Wild-type and C-terminal truncation mutants of the IL-8 receptor. (A) Migration assays, performed as described in the legend to Fig. 1, on cells expressing C-terminal truncation mutants (IL-CT14 or IL-CT6) or the wild-type IL-8 receptor (15). (B) cAMP accumulation. Cells were incubated with 200 μM forskolin and the indicated concentrations of IL-8. Values represent percent inhibition by IL-8 of the forskolin-stimulated cAMP response, measured as described (17). Forskolin increased cAMP >100-fold over basal. (C) MAPK (ERK) activation. Stable transfectants were transiently transfected with 1 μg HA-ERK1 DNA and after 48 hr ERK activities were assessed as described (13). ERK activation is expressed in PhosphorImager units. (D) Receptor internalization. The percent of surface receptors remaining after various times of exposure to agonist was measured in whole-cell binding assays using [125I]-IL-8. Data shown represents the mean ± SE of triplicate determinations. Results similar to those in A–D were obtained in three or more independent experiments. HEK293 cell lines expressing the wild-type and mutant IL8Rs were obtained from Adit Ben-Baruch (Tel Aviv University) (15).

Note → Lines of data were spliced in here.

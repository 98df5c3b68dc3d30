use crate::callback::CallbackSlot;
use crate::modal;
use artifact_core::SelectionSink;
use wasm_bindgen::prelude::*;
use wasm_bindgen::JsCast;
use web_sys as web;

thread_local! {
    // Optional page-level listener registered through `onArtifactSelect`.
    static SELECT_CALLBACK: CallbackSlot<js_sys::Function> = const { CallbackSlot::new() };
}

/// Register a JS function called as `callback(title, description)` whenever an
/// artifact is selected. Passing a non-function clears it.
#[wasm_bindgen(js_name = onArtifactSelect)]
pub fn on_artifact_select(callback: JsValue) {
    let f = callback.dyn_into::<js_sys::Function>().ok();
    SELECT_CALLBACK.with(|cb| cb.set(f));
}

/// Shows the detail modal and forwards the selection to the JS listener.
pub struct ModalSink {
    document: web::Document,
}

impl ModalSink {
    pub fn new(document: web::Document) -> Self {
        Self { document }
    }
}

impl SelectionSink for ModalSink {
    fn on_select(&mut self, title: &str, description: &str) {
        modal::show(&self.document, title, description);
        // The listener may call `onArtifactSelect` again
        let Some(f) = SELECT_CALLBACK.with(|cb| cb.get()) else {
            return;
        };
        if let Err(e) = f.call2(
            &JsValue::NULL,
            &JsValue::from_str(title),
            &JsValue::from_str(description),
        ) {
            log::warn!("[select] onArtifactSelect callback threw: {:?}", e);
        }
    }
}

Neither the β2-adrenoreceptor nor the M3 muscarinic receptor, which couple to Gs and Gq, respectively, promoted chemotaxis (Figs. 1 C and D); in control experiments, these receptors mediated robust agonist-stimulated accumulation of cAMP and inositol phosphate, respectively (data not shown). These data show that Gi-coupled receptors (chemokine and nonchemokine) can mediate chemotaxis and that neither Gq nor Gs can substitute for Gi in inducing the chemotactic response.

IL-8 Receptor Mutants.

We tested three previously reported cell lines, which stably express the wild-type IL8R (type B) and two C-terminal truncation mutants. Of 45 C-terminal residues, the IL-CT14 mutant retained 14 and the IL-CT6 mutant 6. None of the potential C-terminal phosphorylation sites (eight serines and threonines) remains in either truncated receptor. As reported (15), these three cell lines expressed similar numbers of receptors (within a 3-fold range) and the receptors showed similar affinities for binding IL-8. Chemotaxis assays (Fig. 2A) confirmed previous observations (15). Specifically, compared with the wild-type receptor, the IL-CT14 mutant demonstrated a 50% decrease in maximal migration index and a seven-fold increase in the EC50 for migration. The data shown represents the mean ± SE of triplicate determinations. CT6 mutant did not migrate in response to IL-8. Pertussis toxin blocked chemotaxis mediated by the wild-type receptor, suggesting that Gi signaling was required (data not shown).

Do the chemotaxis defects in the mutants reflect defects in G protein signaling? The IL-CT14 mutant activated mitogen-activated protein kinase (MAPK) and inhibited forskolin-stimulated adenylyl cyclase activity with maximal effects and EC50/IC50 values similar to the wild-type receptor (Figs. 2 B and C). The IL-CT6 mutant did not signal (Figs. 2 B and C). These data suggested that the C terminus of the IL8R is critical for both G protein activation and chemotaxis, and that maximally efficient chemotaxis requires some function that is impaired by the IL-CT14 mutation but that is not required for maximally effective inhibition of adenylyl cyclase or activation of MAPK.

Internalization and Chemotaxis.

Because the C terminus is involved in receptor internalization and phosphorylation, we asked whether the observed chemotaxis defects in the IL-8 receptor mutants might be linked to defects in internalization. For each mutant, receptor internalization and chemotaxis were impaired to a similar degree—that is, both responses were partially defective for IL-CT14 and completely absent for IL-CT6 (compare Fig. 2 A vs. D). Our findings are consistent with the reported phenotype (18) of a C-terminal mutant of the IL-8 receptor type A (comparable to the IL-CT14 mutant in our experiments), which showed a significant defect in agonist-mediated receptor internalization. Thus, it appeared that chemotaxis could require internalization or share one or more downstream signaling components with the internalization process.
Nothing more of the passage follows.